Author
Listed:
- Lingfeng Shen
(School of Software, Henan University, Kaifeng 475004, China
Henan International Joint Laboratory of Intelligent Network Theory and Key Technology, Kaifeng 475004, China)
- Jiangtao Nie
(School of Software, Henan University, Kaifeng 475004, China)
- Ming Li
(School of Software, Henan University, Kaifeng 475004, China)
- Guanghui Wang
(School of Software, Henan University, Kaifeng 475004, China
Henan International Joint Laboratory of Intelligent Network Theory and Key Technology, Kaifeng 475004, China)
- Qiankun Zhang
(China Information Technology Designing and Consulting Institute Co., Ltd., Beijing 100048, China)
- Xin He
(School of Software, Henan University, Kaifeng 475004, China)
Abstract
This study concentrates on physical layer security (PLS) in UAV-aided Internet of Things (IoT) networks and proposes an innovative approach to enhance security by optimizing the trajectory of unmanned aerial vehicles (UAVs). In an IoT system with multiple eavesdroppers, formulating the optimal UAV trajectory poses a non-convex and non-differentiable optimization challenge. The paper utilizes the successive convex approximation (SCA) method in conjunction with hypograph theory to address this challenge. First, a set of trajectory increment variables is introduced to replace the original UAV trajectory coordinates, thereby converting the original non-convex problem into a sequence of convex subproblems. Subsequently, hypograph theory is employed to convert these non-differentiable subproblems into standard convex forms, which can be solved using the CVX toolbox.
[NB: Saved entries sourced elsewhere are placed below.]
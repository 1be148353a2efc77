//! Raw stream-to-stream copying.

use crate::error::FetchError;
use tokio::io::{AsyncRead, AsyncReadExt, AsyncWrite, AsyncWriteExt};

/// Size of the intermediate copy buffer: 100 KiB.
pub const DEFAULT_BUFFER_SIZE: usize = 102_400;

/// Copies `reader` to `writer` through a fixed [`DEFAULT_BUFFER_SIZE`]
/// buffer and returns the number of bytes transferred.
///
/// Both streams are released on every exit path: the writer is shut down
/// even when the copy fails, and the read error (if any) still propagates
/// afterwards. No retry or decoding happens here; this is the raw copy
/// step for callers that already hold open streams.
pub async fn copy_stream<R, W>(mut reader: R, mut writer: W) -> Result<u64, FetchError>
where
    R: AsyncRead + Unpin,
    W: AsyncWrite + Unpin,
{
    let mut buffer = vec![0u8; DEFAULT_BUFFER_SIZE];
    let mut total = 0u64;

    let outcome = loop {
        match reader.read(&mut buffer).await {
            Ok(0) => break Ok(()),
            Ok(n) => {
                if let Err(e) = writer.write_all(&buffer[..n]).await {
                    break Err(e);
                }
                total += n as u64;
            }
            Err(e) => break Err(e),
        }
    };

    // Close the writer before reporting the copy outcome.
    let shutdown = writer.shutdown().await;
    drop(reader);

    outcome?;
    shutdown?;
    Ok(total)
}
Simulation results demonstrate the UAV’s trajectory fluctuations under different parameters, affirming that trajectory optimization significantly improves PLS performance in IoT systems.
Suggested Citation
Lingfeng Shen & Jiangtao Nie & Ming Li & Guanghui Wang & Qiankun Zhang & Xin He, 2025.
"Trajectory Optimization for UAV-Aided IoT Secure Communication Against Multiple Eavesdroppers,"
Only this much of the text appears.